REQUIRED WORK:
Please retype the records that appear below, exactly and in full.

:::::

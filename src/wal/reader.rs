//! WAL Reader
//!
//! Handles reading records from the WAL file.

use std::fs::File;
use std::io::{self, BufReader, Read};
use std::path::{Path, PathBuf};

use crate::error::{IoContext, LsmError, Result};
use crate::record::{Record, ENTRY_LEN_SIZE, RECORD_FIXED_SIZE};

/// Reads records from the WAL file, in write order
pub struct WalReader {
    path: PathBuf,
    reader: BufReader<File>,
    /// File length when opened; no record may extend past it
    file_len: u64,
    /// Byte offset of the next record
    position: u64,
}

impl WalReader {
    /// Open a WAL file for reading
    pub fn open(path: &Path) -> Result<Self> {
        let file = File::open(path).with_path(path)?;
        let file_len = file.metadata().with_path(path)?.len();
        Ok(Self {
            path: path.to_path_buf(),
            reader: BufReader::new(file),
            file_len,
            position: 0,
        })
    }

    /// Read the next record from the WAL
    ///
    /// Returns `Ok(None)` at a clean end of file. A partial length prefix, a
    /// declared length running past the end of the file, or a record whose
    /// checksum does not match is reported as [`LsmError::WalCorruption`].
    pub fn next_record(&mut self) -> Result<Option<Record>> {
        let offset = self.position;

        let mut len_buf = [0u8; ENTRY_LEN_SIZE];
        let read = self.read_up_to(&mut len_buf)?;
        if read == 0 {
            return Ok(None);
        }
        if read < ENTRY_LEN_SIZE {
            return Err(corruption(offset, format!("partial length prefix ({} bytes)", read)));
        }

        let entry_len = u64::from_le_bytes(len_buf);
        if entry_len < RECORD_FIXED_SIZE as u64 {
            return Err(corruption(offset, format!("entry length {} below minimum", entry_len)));
        }

        let past_end = || {
            corruption(
                offset,
                format!("entry length {} runs past end of file", entry_len),
            )
        };
        if entry_len > self.file_len.saturating_sub(offset) {
            return Err(past_end());
        }

        let mut buf = vec![0u8; entry_len as usize];
        buf[..ENTRY_LEN_SIZE].copy_from_slice(&len_buf);
        let body = self.read_up_to(&mut buf[ENTRY_LEN_SIZE..])?;
        if body < buf.len() - ENTRY_LEN_SIZE {
            return Err(past_end());
        }

        let record = Record::decode(&mut buf.as_slice())
            .map_err(|e| corruption(offset, e.to_string()))?;
        record
            .verify()
            .map_err(|e| corruption(offset, e.to_string()))?;

        self.position += entry_len;
        Ok(Some(record))
    }

    /// Byte offset of the next unread record
    pub fn position(&self) -> u64 {
        self.position
    }

    /// Iterate over all records
    pub fn records(self) -> WalIterator {
        WalIterator {
            reader: self,
            done: false,
        }
    }

    /// Fill as much of `buf` as the file allows, returning the byte count
    fn read_up_to(&mut self, buf: &mut [u8]) -> Result<usize> {
        let mut filled = 0;
        while filled < buf.len() {
            match self.reader.read(&mut buf[filled..]) {
                Ok(0) => break,
                Ok(n) => filled += n,
                Err(e) if e.kind() == io::ErrorKind::Interrupted => continue,
                Err(e) => return Err(e).with_path(&self.path),
            }
        }
        Ok(filled)
    }
}

fn corruption(offset: u64, reason: String) -> LsmError {
    LsmError::WalCorruption { offset, reason }
}

/// Iterator over WAL records; stops after the first error
pub struct WalIterator {
    reader: WalReader,
    done: bool,
}

impl Iterator for WalIterator {
    type Item = Result<Record>;

    fn next(&mut self) -> Option<Self::Item> {
        if self.done {
            return None;
        }
        match self.reader.next_record() {
            Ok(Some(record)) => Some(Ok(record)),
            Ok(None) => {
                self.done = true;
                None
            }
            Err(e) => {
                self.done = true;
                Some(Err(e))
            }
        }
    }
}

:::::

TASK OUTPUT:
filename src/wal/reader.rs
//! WAL Reader
//!
//! Handles reading records from the WAL file.

use std::fs::File;
use std::io::{self, BufReader, Read};
use std::path::{Path, PathBuf};

use crate::error::{IoContext, LsmError, Result};
use crate::record::{Record, ENTRY_LEN_SIZE, RECORD_FIXED_SIZE};

/// Reads records from the WAL file, in write order
pub struct WalReader {
    path: PathBuf,
    reader: BufReader<File>,
    /// File length when opened; no record may extend past it
    file_len: u64,
    /// Byte offset of the next record
    position: u64,
}

impl WalReader {
    /// Open a WAL file for reading
    pub fn open(path: &Path) -> Result<Self> {
        let file = File::open(path).with_path(path)?;
        let file_len = file.metadata().with_path(path)?.len();
        Ok(Self {
            path: path.to_path_buf(),
            reader: BufReader::new(file),
            file_len,
            position: 0,
        })
    }

    /// Read the next record from the WAL
    ///
    /// Returns `Ok(None)` at a clean end of file. A partial length prefix, a
    /// declared length running past the end of the file, or a record whose
    /// checksum does not match is reported as [`LsmError::WalCorruption`].
    pub fn next_record(&mut self) -> Result<Option<Record>> {
        let offset = self.position;

        let mut len_buf = [0u8; ENTRY_LEN_SIZE];
        let read = self.read_up_to(&mut len_buf)?;
        if read == 0 {
            return Ok(None);
        }
        if read < ENTRY_LEN_SIZE {
            return Err(corruption(offset, format!("partial length prefix ({} bytes)", read)));
        }

        let entry_len = u64::from_le_bytes(len_buf);
        if entry_len < RECORD_FIXED_SIZE as u64 {
            return Err(corruption(offset, format!("entry length {} below minimum", entry_len)));
        }

        let past_end = || {
            corruption(
                offset,
                format!("entry length {} runs past end of file", entry_len),
            )
        };
        if entry_len > self.file_len.saturating_sub(offset) {
            return Err(past_end());
        }

        let mut buf = vec![0u8; entry_len as usize];
        buf[..ENTRY_LEN_SIZE].copy_from_slice(&len_buf);
        let body = self.read_up_to(&mut buf[ENTRY_LEN_SIZE..])?;
        if body < buf.len() - ENTRY_LEN_SIZE {
            return Err(past_end());
        }

        let record = Record::decode(&mut buf.as_slice())
            .map_err(|e| corruption(offset, e.to_string()))?;
        record
            .verify()
            .map_err(|e| corruption(offset, e.to_string()))?;

        self.position += entry_len;
        Ok(Some(record))
    }

    /// Byte offset of the next unread record
    pub fn position(&self) -> u64 {
        self.position
    }

    /// Iterate over all records
    pub fn records(self) -> WalIterator {
        WalIterator {
            reader: self,
            done: false,
        }
    }

    /// Fill as much of `buf` as the file allows, returning the byte count
    fn read_up_to(&mut self, buf: &mut [u8]) -> Result<usize> {
        let mut filled = 0;
        while filled < buf.len() {
            match self.reader.read(&mut buf[filled..]) {
                Ok(0) => break,
                Ok(n) => filled += n,
                Err(e) if e.kind() == io::ErrorKind::Interrupted => continue,
                Err(e) => return Err(e).with_path(&self.path),
            }
        }
        Ok(filled)
    }
}

fn corruption(offset: u64, reason: String) -> LsmError {
    LsmError::WalCorruption { offset, reason }
}

/// Iterator over WAL records; stops after the first error
pub struct WalIterator {
    reader: WalReader,
    done: bool,
}

impl Iterator for WalIterator {
    type Item = Result<Record>;

    fn next(&mut self) -> Option<Self::Item> {
        if self.done {
            return None;
        }
        match self.reader.next_record() {
            Ok(Some(record)) => Some(Ok(record)),
            Ok(None) => {
                self.done = true;
                None
            }
            Err(e) => {
                self.done = true;
                Some(Err(e))
            }
        }
    }
}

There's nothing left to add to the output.